Quels navires étaient impliqués
La série diffusée par CCTV présente le Yanan, un destroyer Type 055, présenté comme l’un des combattants de surface les plus avancés de la flotte chinoise. Ce démonstrateur de puissance opère aux côtés d’autres bâtiments comme le Nanchang, lui aussi destroyer de type Type 055. Les porte‑avions Shandong et Liaoning ont aussi été montrés pour leur rôle important. Le Shandong a notamment lancé trois avions pour vérifier la présence d’aéronefs non identifiés. À un autre moment, le Liaoning, avec le Nanchang, a été filmé en haute mer en train de bloquer deux bâtiments étrangers qui tentaient de traverser le groupe aéronaval.
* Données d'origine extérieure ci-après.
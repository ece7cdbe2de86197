//! Session lifecycle coordination shared by both roles.
//!
//! A session can end from several places at once: either pump may hit an
//! error, the peer may send a close frame, the shell may exit, or the user may
//! interrupt the client. Two primitives keep that orderly:
//!
//! - [`Lifecycle`] reports the end of a session exactly once, with the reason
//!   of whoever got there first and a human-readable duration.
//! - [`SessionState`] is the `Active → Closing → Closed` state machine used to
//!   log the first unexpected error once and to run teardown once.

use std::fmt;
use std::sync::atomic::{AtomicU8, Ordering};
use std::sync::OnceLock;
use std::time::{Duration, Instant};

/// Why a session ended.
#[derive(Debug, Clone, Copy, PartialEq, Eq, Hash)]
pub enum DisconnectReason {
    /// The connection closed normally.
    ClientClosed,
    /// The connection failed unexpectedly.
    ConnectionError,
    /// The user interrupted the client.
    Interrupted,
    /// The server sent a close frame.
    ServerClosed,
    /// Writing to the local terminal failed.
    OutputError,
}

impl DisconnectReason {
    /// The reason string shown to the user.
    pub fn as_str(self) -> &'static str {
        match self {
            Self::ClientClosed => "client closed",
            Self::ConnectionError => "connection error",
            Self::Interrupted => "interrupted by user",
            Self::ServerClosed => "server sent close message",
            Self::OutputError => "output error",
        }
    }
}

impl fmt::Display for DisconnectReason {
    fn fmt(&self, f: &mut fmt::Formatter<'_>) -> fmt::Result {
        f.write_str(self.as_str())
    }
}

/// Format an elapsed duration using the coarsest non-zero unit breakdown.
///
/// ```rust
/// use std::time::Duration;
/// use protocol::format_duration;
///
/// assert_eq!(format_duration(Duration::from_secs(45)), "45 seconds");
/// assert_eq!(format_duration(Duration::from_secs(125)), "2 minutes, 5 seconds");
/// assert_eq!(format_duration(Duration::from_secs(3725)), "1 hours, 2 minutes, 5 seconds");
/// ```
pub fn format_duration(elapsed: Duration) -> String {
    let total = elapsed.as_secs();
    let hours = total / 3600;
    let minutes = (total % 3600) / 60;
    let seconds = total % 60;

    if hours > 0 {
        format!("{} hours, {} minutes, {} seconds", hours, minutes, seconds)
    } else if minutes > 0 {
        format!("{} minutes, {} seconds", minutes, seconds)
    } else {
        format!("{} seconds", seconds)
    }
}

/// Once-only disconnect reporting for one session.
#[derive(Debug)]
pub struct Lifecycle {
    started: Instant,
    reason: OnceLock<DisconnectReason>,
}

impl Lifecycle {
    /// Start timing a session now.
    pub fn start() -> Self {
        Self::started_at(Instant::now())
    }

    /// Start timing a session from a given instant.
    pub fn started_at(started: Instant) -> Self {
        Self {
            started,
            reason: OnceLock::new(),
        }
    }

    /// Time since the session started.
    pub fn elapsed(&self) -> Duration {
        self.started.elapsed()
    }

    /// The recorded reason, if the session has been reported as ended.
    pub fn reason(&self) -> Option<DisconnectReason> {
        self.reason.get().copied()
    }

    /// Whether a disconnect has been reported.
    pub fn is_disconnected(&self) -> bool {
        self.reason.get().is_some()
    }

    /// Record the end of the session.
    ///
    /// The first caller gets the disconnect line to show; every later call is
    /// a no-op returning `None`, whatever its reason.
    pub fn disconnect(&self, reason: DisconnectReason) -> Option<String> {
        self.reason.set(reason).ok()?;
        Some(format!(
            "Disconnected from terminal server after {} ({})",
            format_duration(self.elapsed()),
            reason
        ))
    }
}

impl Default for Lifecycle {
    fn default() -> Self {
        Self::start()
    }
}

/// Phase of a session.
#[derive(Debug, Clone, Copy, PartialEq, Eq)]
#[repr(u8)]
pub enum SessionPhase {
    /// Pumps are running.
    Active = 0,
    /// Something signalled the end; errors from here on are expected.
    Closing = 1,
    /// Teardown has run.
    Closed = 2,
}

impl SessionPhase {
    fn from_u8(value: u8) -> Self {
        match value {
            0 => Self::Active,
            1 => Self::Closing,
            _ => Self::Closed,
        }
    }
}

/// Atomic `Active → Closing → Closed` state machine.
///
/// Transitions only move forward. Each transition is won by exactly one
/// caller, which is how duplicate error logs and double teardown are avoided.
#[derive(Debug)]
pub struct SessionState {
    phase: AtomicU8,
}

impl SessionState {
    /// Create a state in [`SessionPhase::Active`].
    pub fn new() -> Self {
        Self {
            phase: AtomicU8::new(SessionPhase::Active as u8),
        }
    }

    /// Current phase.
    pub fn phase(&self) -> SessionPhase {
        SessionPhase::from_u8(self.phase.load(Ordering::SeqCst))
    }

    /// Whether the session has left the active phase.
    pub fn is_closing(&self) -> bool {
        self.phase() != SessionPhase::Active
    }

    /// Move from `Active` to `Closing`.
    ///
    /// Returns `true` only for the caller that performed the transition.
    pub fn begin_closing(&self) -> bool {
        self.phase
            .compare_exchange(
                SessionPhase::Active as u8,
                SessionPhase::Closing as u8,
                Ordering::SeqCst,
                Ordering::SeqCst,
            )
            .is_ok()
    }

    /// Move to `Closed` from either earlier phase.
    ///
    /// Returns `true` only for the single caller that performed the
    /// transition, which then owns teardown.
    pub fn finish(&self) -> bool {
        self.phase.swap(SessionPhase::Closed as u8, Ordering::SeqCst) != SessionPhase::Closed as u8
    }
}

impl Default for SessionState {
    fn default() -> Self {
        Self::new()
    }
}

#[cfg(test)]
mod tests {
    use super::*;
    use std::sync::Arc;

    #[test]
    fn test_format_duration_seconds() {
        assert_eq!(format_duration(Duration::from_secs(0)), "0 seconds");
        assert_eq!(format_duration(Duration::from_secs(45)), "45 seconds");
        assert_eq!(format_duration(Duration::from_millis(45_900)), "45 seconds");
    }

    #[test]
    fn test_format_duration_minutes() {
        assert_eq!(format_duration(Duration::from_secs(125)), "2 minutes, 5 seconds");
        assert_eq!(format_duration(Duration::from_secs(60)), "1 minutes, 0 seconds");
    }

    #[test]
    fn test_format_duration_hours() {
        assert_eq!(
            format_duration(Duration::from_secs(3725)),
            "1 hours, 2 minutes, 5 seconds"
        );
        assert_eq!(
            format_duration(Duration::from_secs(7200)),
            "2 hours, 0 minutes, 0 seconds"
        );
    }

    #[test]
    fn test_reason_strings() {
        assert_eq!(DisconnectReason::ClientClosed.to_string(), "client closed");
        assert_eq!(DisconnectReason::ConnectionError.to_string(), "connection error");
        assert_eq!(DisconnectReason::Interrupted.to_string(), "interrupted by user");
        assert_eq!(
            DisconnectReason::ServerClosed.to_string(),
            "server sent close message"
        );
        assert_eq!(DisconnectReason::OutputError.to_string(), "output error");
    }

    #[test]
    fn test_disconnect_reports_first_reason_once() {
        let lifecycle = Lifecycle::started_at(Instant::now() - Duration::from_secs(125));

        let line = lifecycle.disconnect(DisconnectReason::ServerClosed).unwrap();
        assert_eq!(
            line,
            "Disconnected from terminal server after 2 minutes, 5 seconds (server sent close message)"
        );

        assert!(lifecycle.disconnect(DisconnectReason::ClientClosed).is_none());
        assert!(lifecycle.disconnect(DisconnectReason::ConnectionError).is_none());
        assert_eq!(lifecycle.reason(), Some(DisconnectReason::ServerClosed));
    }

    #[test]
    fn test_disconnect_concurrent_callers() {
        let lifecycle = Arc::new(Lifecycle::start());
        let reasons = [
            DisconnectReason::ClientClosed,
            DisconnectReason::ConnectionError,
            DisconnectReason::Interrupted,
            DisconnectReason::ServerClosed,
            DisconnectReason::OutputError,
        ];

        let handles: Vec<_> = reasons
            .iter()
            .map(|&reason| {
                let lifecycle = Arc::clone(&lifecycle);
                std::thread::spawn(move || lifecycle.disconnect(reason).is_some())
            })
            .collect();

        let reported = handles
            .into_iter()
            .map(|h| h.join().unwrap())
            .filter(|&won| won)
            .count();

        assert_eq!(reported, 1);
        assert!(lifecycle.is_disconnected());
    }

    #[test]
    fn test_session_state_transitions() {
        let state = SessionState::new();
        assert_eq!(state.phase(), SessionPhase::Active);
        assert!(!state.is_closing());

        assert!(state.begin_closing());
        assert!(!state.begin_closing());
        assert_eq!(state.phase(), SessionPhase::Closing);
        assert!(state.is_closing());

        assert!(state.finish());
        assert!(!state.finish());
        assert_eq!(state.phase(), SessionPhase::Closed);

        // Closed never goes back to closing
        assert!(!state.begin_closing());
        assert_eq!(state.phase(), SessionPhase::Closed);
    }

    #[test]
    fn test_session_state_finish_from_active() {
        let state = SessionState::new();
        assert!(state.finish());
        assert!(state.is_closing());
        assert!(!state.begin_closing());
    }
}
Ce qu’ils ont montré côté technique et opérations
La diffusion a mis l’accent sur les équipements sophistiqués de la marine chinoise. Les systèmes de guerre électronique, capables de brouillage actif et passif, ont été montrés par le tir de quatre missiles de brouillage électronique par le Yanan. Le passage du radar en mode haute puissance souligne l’attention portée à la surveillance avancée et aux contre‑mesures électroniques, notamment face à des mouvements aériens imprévus observés à proximité.
Pendant ces manœuvres militaires, un marin du Yanan a été filmé en train de scruter l’horizon et de préparer l’équipage à d’éventuelles situations de confrontation. L’appui du porte‑avions Shandong, avec ses trois avions déployés pour valider la présence des appareils, a permis une réaction précise face à des menaces potentielles, montrant l’interconnexion entre systèmes navals et aériens.
La donne géopolitique autour de Taïwan
Les manœuvres se sont déroulées dans les eaux proches de Taïwan, une zone d’importance stratégique. Les tensions ont été exacerbées par des actions récentes, notamment l’approbation par le Département d’État américain de ventes d’armes à Taïwan pour un montant d’environ 10,2 milliards d’euros, entraînant des tensions géopolitiques avec le Japon, qui a fait part de ses inquiétudes militaires face à une possible attaque chinoise contre Taïwan.
Ce que ça dit de la stratégie chinoise
Wang, intervenant dans la diffusion, a souligné l’orientation stratégique de la marine de l’APL, la décrivant comme « à la pointe… du conflit conventionnel et numérique », rapporte le média Interesting Engineering. Cette remarque met en avant l’évolution moderne de la guerre navale, où il ne s’agit plus seulement de la puissance d’un navire isolé, mais de l’intégration de systèmes qui fonctionnent ensemble, dans les airs et en mer. Un marin a aussi déclaré que « la guerre navale moderne ne concerne plus seulement la puissance d’un seul navire, mais la façon dont tous les systèmes opérationnels travaillent ensemble dans les airs et en mer ».